The Landing of the Schwenckfelders from the St. Andrew
A PAINTING by artist Adolph Pannash, which hangs in the Schwenckfelder Library in Pennsburge, PA, was painted in 1934 for the bicentennial of the Schwenckfelders’ arrival.
The scene has been quaintly idealized by the artist. These newly arrived Schwenckfelders look tidy, cheerful, and well-costumed; the real people probably would have appeared less than neat and refreshed. The journey was frightening, and nine persons died during the trip (see The Hard Journey to America). The Quakers who are greeting them here all look like the smiling man on the oatmeal box.

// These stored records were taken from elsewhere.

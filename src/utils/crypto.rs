use argon2::{
    password_hash::{PasswordHash, PasswordHasher, PasswordVerifier, SaltString},
    Argon2,
};
use rand::rngs::OsRng;

use crate::error::{Error, Result};

/// PHC string for a staff password.
pub fn hash_password(plain: &str) -> Result<String> {
    let salt = SaltString::generate(&mut OsRng);
    Argon2::default()
        .hash_password(plain.as_bytes(), &salt)
        .map(|hash| hash.to_string())
        .map_err(|e| Error::Internal(format!("password hashing failed: {}", e)))
}

/// A stored hash that cannot be parsed is an error, not a mismatch.
pub fn password_matches(plain: &str, stored: &str) -> Result<bool> {
    let parsed = PasswordHash::new(stored)
        .map_err(|e| Error::Internal(format!("stored password hash is malformed: {}", e)))?;
    Ok(Argon2::default()
        .verify_password(plain.as_bytes(), &parsed)
        .is_ok())
}
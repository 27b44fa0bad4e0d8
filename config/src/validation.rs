//! # Configuration Validation
//!
//! Validates configuration structures using the `validator` crate.

use crate::config::Config;
use validator::Validate;

/// Validate configuration structure.
///
/// ## Validation Rules
/// - `api.base_url`, `identity.auth_url`, `identity.token_url`: valid URLs
/// - `api.timeout_seconds`: 1-600 when set
/// - `identity.federated_provider`: 1-255 characters
/// - `identity.refresh_margin_seconds`: at most 3000
/// - `observability.log_level`: "trace", "debug", "info", "warn" or "error"
pub fn validate(config: &Config) -> Result<(), validator::ValidationErrors> {
    config.validate()
}

#[cfg(test)]
mod tests {
    use super::*;
    use crate::config::{ApiConfig, ObservabilityConfig};

    #[test]
    fn test_validate_valid_config() {
        assert!(validate(&Config::default()).is_ok());
    }

    #[test]
    fn test_invalid_base_url() {
        let config = Config {
            api: ApiConfig {
                base_url: "not a url".to_string(),
                ..Default::default()
            },
            ..Default::default()
        };
        assert!(validate(&config).is_err());
    }

    #[test]
    fn test_zero_timeout_rejected() {
        let config = Config {
            api: ApiConfig {
                timeout_seconds: Some(0),
                ..Default::default()
            },
            ..Default::default()
        };
        assert!(validate(&config).is_err());
    }

    #[test]
    fn test_invalid_log_level() {
        let config = Config {
            observability: ObservabilityConfig {
                log_level: "verbose".to_string(),
            },
            ..Default::default()
        };
        assert!(validate(&config).is_err());
    }
}
use anyhow::Result;
use clap::Args;
use dialoguer::theme::ColorfulTheme;
use dialoguer::{Input, Password};
use identity::GateMode;
use jt_core::SessionProvider;
use serde_json::json;

use crate::app::App;
use crate::dialog::interact;
use crate::output;
use crate::ux_error;

#[derive(Args)]
pub struct LoginArgs {
    /// Create a new account instead of signing in
    #[arg(long, conflicts_with = "google")]
    pub sign_up: bool,

    /// Sign in with the configured federated (Google) identity
    #[arg(long)]
    pub google: bool,

    /// Email address (prompted when omitted)
    #[arg(long)]
    pub email: Option<String>,

    /// Password (prompted when omitted)
    #[arg(long, env = "JOTTER_PASSWORD", hide_env_values = true)]
    pub password: Option<String>,
}

#[derive(Args)]
pub struct WhoamiArgs {
    /// Output as JSON
    #[arg(long)]
    pub json: bool,
}

pub async fn run_login(app: &App, args: LoginArgs) -> Result<()> {
    let gate = app.gate()?;
    if args.sign_up {
        gate.set_mode(GateMode::SignUp);
    }

    let result = if args.google {
        gate.federated_sign_in().await
    } else {
        let email = match args.email {
            Some(email) => email,
            None => {
                interact(|| {
                    Input::<String>::with_theme(&ColorfulTheme::default())
                        .with_prompt("Email")
                        .interact_text()
                })
                .await?
            }
        };
        let password = match args.password {
            Some(password) => password,
            None => {
                interact(|| {
                    Password::with_theme(&ColorfulTheme::default())
                        .with_prompt("Password")
                        .interact()
                })
                .await?
            }
        };
        gate.submit(&email, &password).await
    };

    match result {
        Ok(principal) => {
            let verb = match gate.mode() {
                GateMode::SignIn => "Signed in",
                GateMode::SignUp => "Account created. Signed in",
            };
            output::success(&format!("{} as {}", verb, principal.greeting_name()));
            Ok(())
        }
        Err(e) => Err(ux_error::auth_failed(&e.user_message()).into()),
    }
}

pub async fn run_logout(app: &App) -> Result<()> {
    if app.principal().is_none() {
        output::info("Not signed in.");
        return Ok(());
    }
    app.provider.sign_out().await?;
    output::success("Signed out");
    Ok(())
}

pub fn run_whoami(app: &App, args: WhoamiArgs) -> Result<()> {
    let principal = app.require_principal()?;

    if args.json {
        let output = json!({
            "uid": principal.uid,
            "email": principal.email,
            "displayName": principal.display_name,
        });
        println!("{}", serde_json::to_string_pretty(&output)?);
        return Ok(());
    }

    output::header("Signed in");
    println!("  uid:    {}", principal.uid);
    if let Some(email) = &principal.email {
        println!("  email:  {}", email);
    }
    if let Some(name) = &principal.display_name {
        println!("  name:   {}", name);
    }
    Ok(())
}
//! # Partial Configuration Layers
//!
//! Env vars and CLI flags only know what they set. A [`ConfigLayer`] keeps
//! that distinction: `None` means "not given here", so a source that
//! explicitly sets a field back to its default still wins over lower layers.

use std::path::PathBuf;

use crate::config::{ApiConfig, Config, IdentityConfig, ObservabilityConfig};

/// Fields one source explicitly sets.
#[derive(Debug, Clone, Default, PartialEq, Eq)]
pub struct ConfigLayer {
    pub api: ApiLayer,
    pub identity: IdentityLayer,
    pub observability: ObservabilityLayer,
}

#[derive(Debug, Clone, Default, PartialEq, Eq)]
pub struct ApiLayer {
    pub base_url: Option<String>,
    pub timeout_seconds: Option<u64>,
}

#[derive(Debug, Clone, Default, PartialEq, Eq)]
pub struct IdentityLayer {
    pub api_key: Option<String>,
    pub auth_url: Option<String>,
    pub token_url: Option<String>,
    pub session_file: Option<PathBuf>,
    pub federated_provider: Option<String>,
    pub federated_id_token: Option<String>,
    pub refresh_margin_seconds: Option<u64>,
}

#[derive(Debug, Clone, Default, PartialEq, Eq)]
pub struct ObservabilityLayer {
    pub log_level: Option<String>,
}

impl ConfigLayer {
    pub fn is_empty(&self) -> bool {
        *self == Self::default()
    }

    /// The fields of `config` that differ from `base`.
    ///
    /// A parsed file carries serde defaults for everything it omits, so only
    /// its departures from `base` count as set.
    pub fn changes_from(base: &Config, config: &Config) -> Self {
        let Config {
            api,
            identity,
            observability,
        } = config;
        Self {
            api: ApiLayer {
                base_url: differs(&base.api.base_url, &api.base_url),
                timeout_seconds: differs(&base.api.timeout_seconds, &api.timeout_seconds)
                    .flatten(),
            },
            identity: IdentityLayer {
                api_key: differs(&base.identity.api_key, &identity.api_key),
                auth_url: differs(&base.identity.auth_url, &identity.auth_url),
                token_url: differs(&base.identity.token_url, &identity.token_url),
                session_file: differs(&base.identity.session_file, &identity.session_file)
                    .flatten(),
                federated_provider: differs(
                    &base.identity.federated_provider,
                    &identity.federated_provider,
                ),
                federated_id_token: differs(
                    &base.identity.federated_id_token,
                    &identity.federated_id_token,
                )
                .flatten(),
                refresh_margin_seconds: differs(
                    &base.identity.refresh_margin_seconds,
                    &identity.refresh_margin_seconds,
                ),
            },
            observability: ObservabilityLayer {
                log_level: differs(&base.observability.log_level, &observability.log_level),
            },
        }
    }

    /// Write every set field into `config`, returning what changed.
    ///
    /// Secrets are reported by name only.
    pub fn apply_to(&self, config: &mut Config) -> Vec<String> {
        let mut changes = Vec::new();
        self.api.apply_to(&mut config.api, &mut changes);
        self.identity.apply_to(&mut config.identity, &mut changes);
        self.observability
            .apply_to(&mut config.observability, &mut changes);
        changes
    }
}

impl ApiLayer {
    fn apply_to(&self, api: &mut ApiConfig, changes: &mut Vec<String>) {
        set("api.base_url", &mut api.base_url, &self.base_url, changes);
        set_some(
            "api.timeout_seconds",
            &mut api.timeout_seconds,
            &self.timeout_seconds,
            changes,
        );
    }
}

impl IdentityLayer {
    fn apply_to(&self, identity: &mut IdentityConfig, changes: &mut Vec<String>) {
        if let Some(api_key) = &self.api_key {
            if *api_key != identity.api_key {
                changes.push("identity.api_key = ***".to_string());
            }
            identity.api_key.clone_from(api_key);
        }
        set("identity.auth_url", &mut identity.auth_url, &self.auth_url, changes);
        set("identity.token_url", &mut identity.token_url, &self.token_url, changes);
        set_some(
            "identity.session_file",
            &mut identity.session_file,
            &self.session_file,
            changes,
        );
        set(
            "identity.federated_provider",
            &mut identity.federated_provider,
            &self.federated_provider,
            changes,
        );
        if let Some(assertion) = &self.federated_id_token {
            if identity.federated_id_token.as_ref() != Some(assertion) {
                changes.push("identity.federated_id_token = ***".to_string());
            }
            identity.federated_id_token = Some(assertion.clone());
        }
        set(
            "identity.refresh_margin_seconds",
            &mut identity.refresh_margin_seconds,
            &self.refresh_margin_seconds,
            changes,
        );
    }
}

impl ObservabilityLayer {
    fn apply_to(&self, observability: &mut ObservabilityConfig, changes: &mut Vec<String>) {
        set(
            "observability.log_level",
            &mut observability.log_level,
            &self.log_level,
            changes,
        );
    }
}

fn differs<T: Clone + PartialEq>(base: &T, value: &T) -> Option<T> {
    (base != value).then(|| value.clone())
}

fn set<T>(name: &str, slot: &mut T, value: &Option<T>, changes: &mut Vec<String>)
where
    T: Clone + PartialEq + std::fmt::Debug,
{
    if let Some(value) = value {
        if slot != value {
            changes.push(format!("{name} = {value:?}"));
        }
        slot.clone_from(value);
    }
}

fn set_some<T>(name: &str, slot: &mut Option<T>, value: &Option<T>, changes: &mut Vec<String>)
where
    T: Clone + PartialEq + std::fmt::Debug,
{
    if let Some(value) = value {
        if slot.as_ref() != Some(value) {
            changes.push(format!("{name} = {value:?}"));
        }
        *slot = Some(value.clone());
    }
}
use std::path::{Path, PathBuf};

use errors::{AuthError, AuthErrorCode};
use jt_core::Principal;
use serde::{Deserialize, Serialize};
use tokio::io::AsyncWriteExt;
use tracing::debug;

/// What survives a restart: who is signed in and how to get a new token.
#[derive(Clone, Serialize, Deserialize, PartialEq, Eq)]
pub struct StoredSession {
    pub principal: Principal,
    pub refresh_token: String,
}

impl std::fmt::Debug for StoredSession {
    fn fmt(&self, f: &mut std::fmt::Formatter<'_>) -> std::fmt::Result {
        f.debug_struct("StoredSession")
            .field("principal", &self.principal)
            .field("refresh_token", &"***")
            .finish()
    }
}

/// JSON file holding the persisted session.
#[derive(Debug, Clone)]
pub struct SessionStore {
    path: PathBuf,
}

impl SessionStore {
    pub fn new(path: impl Into<PathBuf>) -> Self {
        Self { path: path.into() }
    }

    pub fn path(&self) -> &Path {
        &self.path
    }

    /// `Ok(None)` when nothing has been persisted yet.
    pub async fn load(&self) -> Result<Option<StoredSession>, AuthError> {
        let contents = match tokio::fs::read_to_string(&self.path).await {
            Ok(contents) => contents,
            Err(e) if e.kind() == std::io::ErrorKind::NotFound => return Ok(None),
            Err(e) => return Err(store_error("read", &self.path).with_cause(e)),
        };

        let session = serde_json::from_str(&contents)
            .map_err(|e| store_error("parse", &self.path).with_cause(e))?;
        Ok(Some(session))
    }

    /// Write via a temporary file and rename. On Unix the temporary file is
    /// created owner-only, so the token is never readable by others.
    pub async fn save(&self, session: &StoredSession) -> Result<(), AuthError> {
        if let Some(parent) = self.path.parent() {
            tokio::fs::create_dir_all(parent)
                .await
                .map_err(|e| store_error("create directory for", &self.path).with_cause(e))?;
        }

        let json = serde_json::to_vec_pretty(session)
            .map_err(|e| store_error("encode", &self.path).with_cause(e))?;
        let tmp = self.path.with_extension("json.tmp");

        // A leftover temp file would keep its old permissions.
        match tokio::fs::remove_file(&tmp).await {
            Ok(()) => {}
            Err(e) if e.kind() == std::io::ErrorKind::NotFound => {}
            Err(e) => return Err(store_error("remove stale", &tmp).with_cause(e)),
        }

        let mut options = tokio::fs::OpenOptions::new();
        options.write(true).create_new(true);
        #[cfg(unix)]
        options.mode(0o600);

        let mut file = options
            .open(&tmp)
            .await
            .map_err(|e| store_error("create", &tmp).with_cause(e))?;
        file.write_all(&json)
            .await
            .map_err(|e| store_error("write", &tmp).with_cause(e))?;
        file.sync_all()
            .await
            .map_err(|e| store_error("flush", &tmp).with_cause(e))?;
        drop(file);

        tokio::fs::rename(&tmp, &self.path)
            .await
            .map_err(|e| store_error("replace", &self.path).with_cause(e))?;

        debug!(path = %self.path.display(), "Session persisted");
        Ok(())
    }

    pub async fn clear(&self) -> Result<(), AuthError> {
        match tokio::fs::remove_file(&self.path).await {
            Ok(()) => Ok(()),
            Err(e) if e.kind() == std::io::ErrorKind::NotFound => Ok(()),
            Err(e) => Err(store_error("remove", &self.path).with_cause(e)),
        }
    }
}

fn store_error(operation: &str, path: &Path) -> AuthError {
    AuthError::new(
        AuthErrorCode::Internal,
        format!("Failed to {} session file {}", operation, path.display()),
    )
}
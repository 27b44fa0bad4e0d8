//! # Configuration System
//!
//! Centralized configuration for the Jotter note client.
//!
//! This crate provides:
//! - Configuration structures for the notes API, the identity provider and
//!   logging
//! - Environment variable loading (`JOTTER_*`)
//! - Configuration file loading (TOML/YAML)
//! - Configuration precedence (CLI > env > file > defaults)
//! - Configuration validation
//!
//! # Best Practices
//!
//! - Uses `validator` crate for input validation
//! - Follows 12-factor app configuration principles
//! - Never logs secrets when reporting which source changed what

pub mod config;
pub mod file_loader;
pub mod layer;
pub mod loader;
pub mod precedence;
pub mod validation;

pub use config::{ApiConfig, Config, IdentityConfig, ObservabilityConfig};
pub use file_loader::{ConfigFileError, load_from_file, load_from_toml, load_from_yaml};
pub use layer::{ApiLayer, ConfigLayer, IdentityLayer, ObservabilityLayer};
pub use loader::{ConfigEnvError, load_from_env};
pub use precedence::merge_configs;
pub use validation::validate;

Nevertheless, the scene contains much truth, and is intended justly to glorify the event. The persecuted Schwenckfelders, who brought their gaily decorated wooden chests filled with their belongings, and their beloved books, were welcomed in Pennsylvania by the Quakers—themselves well acquainted with intolerance and persecution.
Two days after their arrival, on September 24, Pastor George Weiss led them in a gathering to give thanks to God for their safe passage and for His deliverance and mercy in providing them with a new home. The meal they held on this day, their thanksgiving meal, is still observed and celebrated each year by Schwenckfelders on September 24th, their Day of Remembrance.
NOTE: Though George Washington declared November 26th as Thanksgiving Day, the national holiday was not regularly observed in America util 1863, when Abraham Lincoln made it a formal holiday to be observed on the last Thursday in November. In 1941, Franklin D. Roosevelt changed it to the third Thursday in November.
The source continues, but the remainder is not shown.